Segment Open

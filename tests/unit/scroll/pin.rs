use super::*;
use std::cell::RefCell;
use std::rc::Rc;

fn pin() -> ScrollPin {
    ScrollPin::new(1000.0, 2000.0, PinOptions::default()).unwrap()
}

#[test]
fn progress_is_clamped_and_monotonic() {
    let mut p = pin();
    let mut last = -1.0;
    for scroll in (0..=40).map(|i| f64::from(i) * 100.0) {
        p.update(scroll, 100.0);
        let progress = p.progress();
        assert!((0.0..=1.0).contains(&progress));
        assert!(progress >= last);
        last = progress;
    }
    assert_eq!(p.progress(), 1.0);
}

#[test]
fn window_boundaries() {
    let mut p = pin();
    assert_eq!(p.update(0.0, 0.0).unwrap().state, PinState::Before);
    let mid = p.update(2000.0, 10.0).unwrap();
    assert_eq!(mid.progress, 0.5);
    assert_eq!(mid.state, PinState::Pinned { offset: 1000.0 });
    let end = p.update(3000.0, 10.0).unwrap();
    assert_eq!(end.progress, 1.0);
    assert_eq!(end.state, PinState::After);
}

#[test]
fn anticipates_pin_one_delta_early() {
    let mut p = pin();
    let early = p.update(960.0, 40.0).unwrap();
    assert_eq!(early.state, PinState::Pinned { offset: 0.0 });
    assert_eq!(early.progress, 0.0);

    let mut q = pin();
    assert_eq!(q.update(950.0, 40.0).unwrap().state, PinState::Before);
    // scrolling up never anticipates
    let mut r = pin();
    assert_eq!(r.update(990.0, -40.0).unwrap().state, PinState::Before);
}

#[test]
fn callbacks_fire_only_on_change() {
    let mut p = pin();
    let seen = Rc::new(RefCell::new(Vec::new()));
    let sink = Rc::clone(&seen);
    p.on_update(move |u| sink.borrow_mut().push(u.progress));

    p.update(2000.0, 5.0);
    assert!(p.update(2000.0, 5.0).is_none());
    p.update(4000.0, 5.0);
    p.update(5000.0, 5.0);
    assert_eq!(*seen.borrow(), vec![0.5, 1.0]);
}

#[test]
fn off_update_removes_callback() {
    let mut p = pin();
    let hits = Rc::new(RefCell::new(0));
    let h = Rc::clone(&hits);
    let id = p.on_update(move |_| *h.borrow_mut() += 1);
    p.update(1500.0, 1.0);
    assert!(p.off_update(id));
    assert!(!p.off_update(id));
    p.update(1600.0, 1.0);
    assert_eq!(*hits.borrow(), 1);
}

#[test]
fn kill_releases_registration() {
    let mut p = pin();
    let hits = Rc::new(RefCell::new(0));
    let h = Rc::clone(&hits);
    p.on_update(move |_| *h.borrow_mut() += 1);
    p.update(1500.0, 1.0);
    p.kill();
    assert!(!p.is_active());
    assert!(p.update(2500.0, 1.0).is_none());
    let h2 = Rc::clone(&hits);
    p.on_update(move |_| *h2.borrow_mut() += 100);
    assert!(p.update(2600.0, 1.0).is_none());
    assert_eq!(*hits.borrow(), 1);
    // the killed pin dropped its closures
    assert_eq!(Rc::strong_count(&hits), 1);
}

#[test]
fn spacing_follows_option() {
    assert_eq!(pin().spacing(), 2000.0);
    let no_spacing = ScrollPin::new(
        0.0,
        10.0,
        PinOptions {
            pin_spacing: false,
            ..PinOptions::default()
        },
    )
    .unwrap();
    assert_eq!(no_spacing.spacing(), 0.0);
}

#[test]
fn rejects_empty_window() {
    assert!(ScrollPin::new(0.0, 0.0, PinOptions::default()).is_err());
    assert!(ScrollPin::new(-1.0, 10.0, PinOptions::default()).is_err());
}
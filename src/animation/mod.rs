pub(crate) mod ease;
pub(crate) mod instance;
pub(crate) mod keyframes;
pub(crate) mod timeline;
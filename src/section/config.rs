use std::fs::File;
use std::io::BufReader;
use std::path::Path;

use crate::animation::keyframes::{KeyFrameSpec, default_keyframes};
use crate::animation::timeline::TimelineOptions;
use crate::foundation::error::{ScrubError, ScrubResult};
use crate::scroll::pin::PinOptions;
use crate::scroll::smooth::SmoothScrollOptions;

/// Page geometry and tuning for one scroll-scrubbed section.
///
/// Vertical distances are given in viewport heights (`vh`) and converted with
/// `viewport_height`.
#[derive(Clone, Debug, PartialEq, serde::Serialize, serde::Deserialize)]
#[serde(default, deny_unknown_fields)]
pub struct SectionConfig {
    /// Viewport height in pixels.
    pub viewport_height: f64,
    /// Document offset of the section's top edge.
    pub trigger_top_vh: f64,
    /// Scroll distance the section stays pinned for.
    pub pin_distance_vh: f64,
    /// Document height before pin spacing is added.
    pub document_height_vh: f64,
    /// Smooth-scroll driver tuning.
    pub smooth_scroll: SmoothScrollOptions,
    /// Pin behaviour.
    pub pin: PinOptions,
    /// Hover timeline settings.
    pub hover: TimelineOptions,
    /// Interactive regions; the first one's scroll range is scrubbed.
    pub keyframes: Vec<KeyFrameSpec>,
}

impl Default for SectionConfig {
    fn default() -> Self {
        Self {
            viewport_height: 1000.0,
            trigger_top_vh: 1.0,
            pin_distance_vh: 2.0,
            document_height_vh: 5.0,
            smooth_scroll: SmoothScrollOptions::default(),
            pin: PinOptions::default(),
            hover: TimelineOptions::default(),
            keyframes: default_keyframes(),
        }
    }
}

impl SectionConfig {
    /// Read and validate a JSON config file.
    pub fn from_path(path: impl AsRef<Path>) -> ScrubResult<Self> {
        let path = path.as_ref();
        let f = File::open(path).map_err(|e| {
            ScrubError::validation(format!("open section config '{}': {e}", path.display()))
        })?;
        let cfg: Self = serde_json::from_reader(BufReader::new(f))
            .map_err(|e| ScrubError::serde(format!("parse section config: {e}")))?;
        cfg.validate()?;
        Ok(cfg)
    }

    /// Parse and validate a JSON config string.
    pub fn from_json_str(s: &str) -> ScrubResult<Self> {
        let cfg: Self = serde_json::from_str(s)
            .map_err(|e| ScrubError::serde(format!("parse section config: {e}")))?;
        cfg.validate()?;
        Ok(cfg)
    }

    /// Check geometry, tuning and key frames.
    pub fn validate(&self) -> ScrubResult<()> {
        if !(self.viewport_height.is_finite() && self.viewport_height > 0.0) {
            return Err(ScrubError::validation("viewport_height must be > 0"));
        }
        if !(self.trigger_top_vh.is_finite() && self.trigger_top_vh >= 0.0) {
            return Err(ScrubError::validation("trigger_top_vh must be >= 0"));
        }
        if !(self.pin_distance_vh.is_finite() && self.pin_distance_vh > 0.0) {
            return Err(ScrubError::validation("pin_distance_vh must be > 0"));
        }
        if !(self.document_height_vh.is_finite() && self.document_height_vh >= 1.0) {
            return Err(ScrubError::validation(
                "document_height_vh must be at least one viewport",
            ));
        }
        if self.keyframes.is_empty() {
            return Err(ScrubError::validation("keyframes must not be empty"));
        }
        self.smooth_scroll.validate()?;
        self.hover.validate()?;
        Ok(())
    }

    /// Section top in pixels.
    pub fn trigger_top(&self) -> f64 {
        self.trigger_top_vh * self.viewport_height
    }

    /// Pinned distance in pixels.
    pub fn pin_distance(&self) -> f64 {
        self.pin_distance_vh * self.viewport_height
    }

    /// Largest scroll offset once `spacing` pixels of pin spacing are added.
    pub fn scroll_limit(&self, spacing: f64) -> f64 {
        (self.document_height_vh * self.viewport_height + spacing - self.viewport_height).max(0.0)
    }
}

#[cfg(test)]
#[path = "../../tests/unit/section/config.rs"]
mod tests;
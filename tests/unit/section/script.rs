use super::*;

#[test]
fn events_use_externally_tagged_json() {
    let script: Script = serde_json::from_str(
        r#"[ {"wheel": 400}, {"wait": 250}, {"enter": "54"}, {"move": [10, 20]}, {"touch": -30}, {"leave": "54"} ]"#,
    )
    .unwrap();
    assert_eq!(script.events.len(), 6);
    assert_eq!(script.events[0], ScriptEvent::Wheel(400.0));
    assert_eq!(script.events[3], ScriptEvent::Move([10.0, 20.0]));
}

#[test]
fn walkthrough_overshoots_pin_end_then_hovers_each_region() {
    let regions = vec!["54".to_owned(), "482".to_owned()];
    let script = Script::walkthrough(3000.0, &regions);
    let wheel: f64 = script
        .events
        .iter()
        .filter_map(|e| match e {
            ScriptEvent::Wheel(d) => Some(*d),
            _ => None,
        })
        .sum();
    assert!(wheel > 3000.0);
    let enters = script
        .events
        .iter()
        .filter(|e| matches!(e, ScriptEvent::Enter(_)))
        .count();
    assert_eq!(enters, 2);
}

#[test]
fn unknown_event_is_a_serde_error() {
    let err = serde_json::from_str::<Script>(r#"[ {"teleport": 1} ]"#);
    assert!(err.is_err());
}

Segment Closed

Above is a listing; print exactly its lines from the one with "let path = path.as_ref();" through the one with "let cfg: Self = serde_json::from_reader(BufReader::new(f))", and no other lines.

◆ **RESPONSE TO THIS EXERCISE**
        let path = path.as_ref();
        let f = File::open(path).map_err(|e| {
            ScrubError::validation(format!("open section config '{}': {e}", path.display()))
        })?;
        let cfg: Self = serde_json::from_reader(BufReader::new(f))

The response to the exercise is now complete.